21 experts shared their view
Legislation regulates the way we utilize natural resources, avoid pollution and harmful substances, manage waste and protect ecosystems and human rights. Supporting sustainability through the use of proactive legislation is nothing new. Rather than being a constraint to businesses and individuals, proactive legislation can eliminate competitive disadvantages and thus be an instrument paving the way to a successful and sustainable future (Berger-Walliser et al., 2016). In many cases, however, legislation is enacted as a last resort. In Germany, a new law on packaging makes it mandatory for the gastronomy sector to provide reusable containers as an alternative to single-use items from 2023 onwards. This is, arguably, a long overdue legislation based on a EU Directive. In a recent representative survey conducted by the German Packaging Institute (DVI) and World Wide Fund For Nature (WWF), 85% of respondents are in favor of introducing a deposit refund system for reusable containers. And while citizens around the globe view climate change as a major threat, the most recent report from the UNFCC warns that climate action plans put forward by nations ahead of COP26 are nowhere close to meeting the goals set in the Paris Agreement. Looking at legislative initiatives in your country, where do you see room for improvement? In which area under the sustainability umbrella do you see the need for more (or less) regulations? Can you share some best (or worst) practices?
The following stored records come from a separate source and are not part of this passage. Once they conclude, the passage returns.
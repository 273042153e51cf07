//! Snapshot load (§4.3).
//!
//! Initializes the live snapshot (§4.1's locking `snap_init`), then — if a
//! cookie was supplied — decodes it into the live state block, optionally
//! reading its avail extent list and truncating the file to the snapshot's
//! last known size when the snapshot is being opened for writing. Any
//! failure along the way clears `live_loaded` again, leaving the object
//! exactly as it was before the call.

use super::cookie;
use super::errors::BlockResult;
use super::extent::ExtentList;
use super::object::{snap_init, BlockObject};

/// Loads `raw_cookie` as the live snapshot state of `obj`. `None` means no
/// cookie is present — the live snapshot is simply empty (§4.3 step 2).
///
/// When `writable` is true, the avail extent list is read into memory (it is
/// the only list a writer needs before its first allocation) and the backing
/// file is truncated to the snapshot's recorded `file_size`, discarding any
/// bytes written after that snapshot was taken.
pub fn snapshot_load(obj: &mut BlockObject, raw_cookie: Option<&[u8]>, writable: bool) -> BlockResult<()> {
    snap_init(obj, true)?;

    let raw_cookie = match raw_cookie {
        Some(bytes) => bytes,
        None => return Ok(()),
    };

    if let Err(e) = load_cookie(obj, raw_cookie, writable) {
        obj.live_loaded = false;
        return Err(e);
    }
    Ok(())
}

fn load_cookie(obj: &mut BlockObject, raw_cookie: &[u8], writable: bool) -> BlockResult<()> {
    if obj.verify {
        obj.hooks.pre_load(&obj.name)?;
    }

    let mut state = cookie::decode(raw_cookie)
        .map_err(|e| e.with_details(format!("loading snapshot for {}", obj.name)))?;

    if obj.verify {
        obj.hooks.post_load(&obj.name, &state)?;
    }

    if writable {
        if state.avail.locator.is_valid() {
            let bytes = obj
                .io
                .read_off(state.avail.locator.offset, state.avail.locator.size as usize)?;
            let ranges = ExtentList::decode(&bytes)
                .map_err(|e| e.with_details(format!("{}: avail extent list corrupt", obj.name)))?;
            state.avail.ranges = Some(ranges);
        } else {
            state.avail.ranges = Some(ExtentList::new());
        }

        obj.io.truncate(state.file_size)?;
    }

    obj.live = state;
    Ok(())
}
Berger-Walliser, G., Shrivastava, P. & Sulkowski, A. (2016). Using Proactive Legal Strategies for Corporate Environmental Sustainability, Michigan Journal of Environmental & Administrative Law, 6(1), 1-27.
I currently see the need for more regulations in all areas under the sustainability umbrella in our Western countries because people are not going to significantly change their behaviours on their own. And we are not granted the time for everyone to slowly adapt. I remember a time when I was working as a waitress and guests could smoke in restaurants. I also remember people fighting against the idea of this - so-called - freedom being taken away from them. But today, who could deny the harm of passive smoking and consider that smoking anywhere is a freedom worth fighting for ?
While at that time scientists and doctors already knew, it took some of us more time to recognise the benefits of this restriction. But today we all know that the science on tobacco's harm on people's health is undeniable. This is only one example among many others of imposed regulations triggered by the necessary priority to be given to global and long-term stakes over individual and immediate satisfactions in spite of an uproar of complaints.
I wish politicians were courageous enough to listen to the more discrete voices of scientists and citizens who know and who are praising for more regulations to protect the environment, people's and animals' health. Among these citizens I would like to mention the 150 French men and women who were randomly selected to be part of the Citizens' Convention for Climate and who - now that they do know - are strong advocates for more regulations regardless of their political view or social backgrounds. For me they embody the change that knowledge can trigger but which we cannot wait for at a global scale and therefore must compensate with proactive legislation.